13 August 2011

Canning Basics

Jars filled with apricot, blackberry & peach jam
It's a lot of work, but the enjoyment and satisfaction felt when you dine on the fruits of that labor are well worth it.  
Although it requires effort, it is not as hard as you might think.  On the other hand, it is not a game to be played sloppily.  Among the potential hazards associated with home food preservation, botulism is the dominant concern.  And it's not something to be toyed with - according to one source, one milligram of the toxin produced by this bacteria can be fatal to humans!  Furthermore, there are evidently no home-tests for botulism, and it does not typically cause visible damage or changes in the canned food product.

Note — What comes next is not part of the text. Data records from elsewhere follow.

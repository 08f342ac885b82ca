//! Keyboard input dispatch — overlays → global keys → panel-specific handlers.

use crossterm::event::{KeyCode, KeyEvent, KeyEventKind, KeyModifiers};

use crate::app::{AppState, Overlay, Panel};

/// Handle a key event.
pub fn handle_key(app: &mut AppState, key: KeyEvent) {
    // Only handle key press events (Windows sends both Press and Release).
    if key.kind != KeyEventKind::Press {
        return;
    }

    // 1. Overlays consume input first.
    match app.overlay {
        Overlay::ErrorHistory => {
            handle_error_overlay(app, key);
            return;
        }
        Overlay::None => {}
    }

    // 2. Global keys (always available).
    match key.code {
        KeyCode::Char('q') => {
            app.running = false;
            return;
        }
        KeyCode::Char('c') if key.modifiers.contains(KeyModifiers::CONTROL) => {
            app.running = false;
            return;
        }
        KeyCode::Char(c @ '1'..='4') => {
            if let Some(panel) = c.to_digit(10).and_then(|d| Panel::from_index(d as usize - 1)) {
                app.active_panel = panel;
            }
            return;
        }
        KeyCode::Tab => {
            if key.modifiers.contains(KeyModifiers::SHIFT) {
                app.active_panel = app.active_panel.prev();
            } else {
                app.active_panel = app.active_panel.next();
            }
            return;
        }
        KeyCode::BackTab => {
            app.active_panel = app.active_panel.prev();
            return;
        }
        KeyCode::Char('R') => {
            app.run_backtest();
            return;
        }
        KeyCode::Char('r') => {
            app.request_catalog();
            return;
        }
        KeyCode::Char('e') => {
            app.overlay = Overlay::ErrorHistory;
            app.error_scroll = 0;
            return;
        }
        _ => {}
    }

    // 3. Panel-specific keys.
    match app.active_panel {
        Panel::Baskets => handle_basket_key(app, key),
        Panel::Strategies => handle_strategy_key(app, key),
        Panel::Results => handle_results_key(app, key),
        Panel::Help => {} // display only
    }
}

fn handle_error_overlay(app: &mut AppState, key: KeyEvent) {
    match key.code {
        KeyCode::Esc | KeyCode::Char('q') | KeyCode::Char('e') => {
            app.overlay = Overlay::None;
        }
        KeyCode::Char('j') | KeyCode::Down => {
            if app.error_scroll + 1 < app.error_history.len() {
                app.error_scroll += 1;
            }
        }
        KeyCode::Char('k') | KeyCode::Up => {
            app.error_scroll = app.error_scroll.saturating_sub(1);
        }
        _ => {}
    }
}

fn move_cursor(cursor: &mut usize, len: usize, code: KeyCode) {
    match code {
        KeyCode::Char('j') | KeyCode::Down => {
            if *cursor + 1 < len {
                *cursor += 1;
            }
        }
        KeyCode::Char('k') | KeyCode::Up => {
            *cursor = cursor.saturating_sub(1);
        }
        KeyCode::Char('g') | KeyCode::Home => *cursor = 0,
        KeyCode::Char('G') | KeyCode::End => *cursor = len.saturating_sub(1),
        _ => {}
    }
}

fn handle_basket_key(app: &mut AppState, key: KeyEvent) {
    match key.code {
        KeyCode::Enter | KeyCode::Char(' ') => app.select_basket_at_cursor(),
        code => move_cursor(&mut app.basket_cursor, app.catalog.baskets.len(), code),
    }
}

fn handle_strategy_key(app: &mut AppState, key: KeyEvent) {
    match key.code {
        KeyCode::Enter | KeyCode::Char(' ') => app.select_strategy_at_cursor(),
        code => move_cursor(&mut app.strategy_cursor, app.catalog.strategies.len(), code),
    }
}

fn handle_results_key(app: &mut AppState, key: KeyEvent) {
    match key.code {
        KeyCode::Enter => app.run_backtest(),
        code => move_cursor(
            &mut app.results_scroll,
            app.orchestrator.results().len(),
            code,
        ),
    }
}

#[cfg(test)]
mod tests {
    use super::*;
    use crate::worker::{WorkerCommand, WorkerResponse};
    use basketlab_client::CatalogFetch;
    use basketlab_core::{BasketCatalog, Params, Strategy};
    use proptest::prelude::*;
    use std::sync::mpsc::{self, Receiver, Sender};

    fn press(c: char) -> KeyEvent {
        KeyEvent::new(KeyCode::Char(c), KeyModifiers::NONE)
    }

    fn app() -> (AppState, Receiver<WorkerCommand>, Sender<WorkerResponse>) {
        let (cmd_tx, cmd_rx) = mpsc::channel();
        let (resp_tx, resp_rx) = mpsc::channel();
        let mut app = AppState::new(cmd_tx, resp_rx);
        app.apply_catalog(CatalogFetch {
            strategies: Ok(vec![
                Strategy { id: "momentum".into(), name: "Momentum ML".into(), params: Params::new() },
                Strategy { id: "mean_reversion".into(), name: "MR".into(), params: Params::new() },
            ]),
            baskets: Ok([
                ("TOP_3", vec!["BTCUSDT".to_string()]),
                ("MEME", vec!["DOGEUSDT".to_string()]),
                ("ETH", vec!["ETHUSDT".to_string()]),
            ]
            .into_iter()
            .collect::<BasketCatalog>()),
        });
        (app, cmd_rx, resp_tx)
    }

    #[test]
    fn number_keys_switch_panels() {
        let (mut app, _rx, _tx) = app();
        handle_key(&mut app, press('3'));
        assert_eq!(app.active_panel, Panel::Results);
        handle_key(&mut app, press('4'));
        assert_eq!(app.active_panel, Panel::Help);
        handle_key(&mut app, KeyEvent::new(KeyCode::Tab, KeyModifiers::NONE));
        assert_eq!(app.active_panel, Panel::Baskets);
    }

    #[test]
    fn cursor_stays_in_bounds() {
        let (mut app, _rx, _tx) = app();
        for _ in 0..10 {
            handle_key(&mut app, press('j'));
        }
        assert_eq!(app.basket_cursor, 2);
        handle_key(&mut app, press('g'));
        assert_eq!(app.basket_cursor, 0);
        handle_key(&mut app, press('k'));
        assert_eq!(app.basket_cursor, 0);
    }

    #[test]
    fn enter_selects_basket_under_cursor() {
        let (mut app, _rx, _tx) = app();
        handle_key(&mut app, press('j'));
        handle_key(&mut app, KeyEvent::new(KeyCode::Enter, KeyModifiers::NONE));
        assert_eq!(app.selection.basket_name(), Some("MEME"));
        assert_eq!(app.selection.strategy_id(), Some("momentum"));
    }

    #[test]
    fn space_selects_strategy_under_cursor() {
        let (mut app, _rx, _tx) = app();
        handle_key(&mut app, press('2'));
        handle_key(&mut app, press('j'));
        handle_key(&mut app, press(' '));
        assert_eq!(app.selection.strategy_id(), Some("mean_reversion"));
    }

    #[test]
    fn run_key_is_ignored_while_running() {
        let (mut app, rx, _tx) = app();
        handle_key(&mut app, press('R'));
        handle_key(&mut app, press('R'));
        handle_key(&mut app, press('3'));
        handle_key(&mut app, KeyEvent::new(KeyCode::Enter, KeyModifiers::NONE));
        assert!(matches!(rx.try_recv(), Ok(WorkerCommand::RunBacktest { .. })));
        assert!(rx.try_recv().is_err());
    }

    #[test]
    fn error_overlay_captures_keys() {
        let (mut app, _rx, _tx) = app();
        handle_key(&mut app, press('e'));
        assert_eq!(app.overlay, Overlay::ErrorHistory);
        handle_key(&mut app, press('q'));
        assert_eq!(app.overlay, Overlay::None);
        assert!(app.running);
        handle_key(&mut app, press('q'));
        assert!(!app.running);
    }

    proptest! {
        #[test]
        fn cursors_never_escape_catalog(keys in proptest::collection::vec(
            prop::sample::select(vec!['j', 'k', 'g', 'G', '1', '2', '3', ' ']), 0..64))
        {
            let (mut app, _rx, _tx) = app();
            for c in keys {
                handle_key(&mut app, press(c));
            }
            prop_assert!(app.basket_cursor < app.catalog.baskets.len());
            prop_assert!(app.strategy_cursor < app.catalog.strategies.len());
            prop_assert!(app.selection.is_complete());
        }
    }
}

Bottom line - home food preservation fans have a serious responsibility to themselves and their dinner guests.  If you are as enthusiastic about this project as we are, please spend some time on the website of the National Center for Home Food Preservation.  This center is part of the Extension Services System (a cooperation of universities across the United States of America), and all their recipes have been lab-tested and adjusted to maximize food safety.  They also discuss in detail projects and procedures that are not recommended.  Even better, their recipes are tasty, simple and can easily be multiplied to meet the scale of your project.

If you are new to canning, we recommend starting with tomatoespeaches, jam or pickles (read pickles post here)- they are about as easy as it gets.  This is due in part to the fact that high-sugar fruits and high-acid foods (like tomatoes and pickles) do not typically require processing in a pressure canner.  Pressure canners require more up-front investment, more precision, and may be more intimidating if they are your first experience with canning.
Water-bath canner (left); pressure canner (right)
Water-bath canning, on the other hand, is typically a low-cost investment, and is fairly straightforward.  To get started, prowl thrift shops (esp. when it's not harvest season) in search of canning equipment.    For most water-bath projects, you will only need the items pictured*: 
Over the years I have managed to scavenge three canning kettles, each complete with their essential metal "basket" (your jars should not be in direct contact with the kettle or each other), from various 2nd hand stores.  I've also scored piles of good jars - in this case good is not a relative term.  When it comes to canning it is important to use jars made for this purpose.  The "canning lid fits it" test is not good enough, as many commercial jars can be fitted with canning-style lid-and-ring tops.  

There are two factors to consider when selecting jars, both of which point to using only canning jars.  First, if the lids do not fit securely, you risk a poor seal and potential food poisoning.  Second, jars not made for canning may be more likely to break in the canner, causing a disheartening loss of your precious foodstuffs and a parallel sinking sensation of wasted time.

Next, each jar requires a two-part lid consisting of a threaded metal band (or ring) and a NEW self-sealing lid.  Re-use of lids is only acceptable for leftovers or when freezing foods.  A new lid is essential for ensuring food safety when canning.  Just think back to the last time you pried the lid off a jar of something home preserved.  In order to get the lid off, you typically have to bend it, and it remains misshapen ever after.  Without a new lid, you won't get a proper seal.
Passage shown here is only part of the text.